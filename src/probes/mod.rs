//! Latency probes against candidate servers.

use crate::server::Server;
use std::time::Duration;

pub mod http;

pub use http::HttpLatencyProber;

/// Result of a single round-trip probe.
#[derive(Debug, Clone, PartialEq)]
pub enum ProbeOutcome {
    Reachable(Duration),
    /// The probe could not complete; never raised as an error.
    Unreachable { reason: String },
}

impl ProbeOutcome {
    pub fn rtt(&self) -> Option<Duration> {
        match self {
            ProbeOutcome::Reachable(d) => Some(*d),
            ProbeOutcome::Unreachable { .. } => None,
        }
    }

    pub fn is_reachable(&self) -> bool {
        matches!(self, ProbeOutcome::Reachable(_))
    }
}

/// One round-trip latency measurement against a server.
#[async_trait::async_trait]
pub trait LatencyProbe: Send + Sync {
    async fn probe(&self, server: &Server) -> ProbeOutcome;
}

### Work required
Lines in the records above that carry the word "http" are to be located and copied.

### Worked solution
pub mod http;
pub use http::HttpLatencyProber;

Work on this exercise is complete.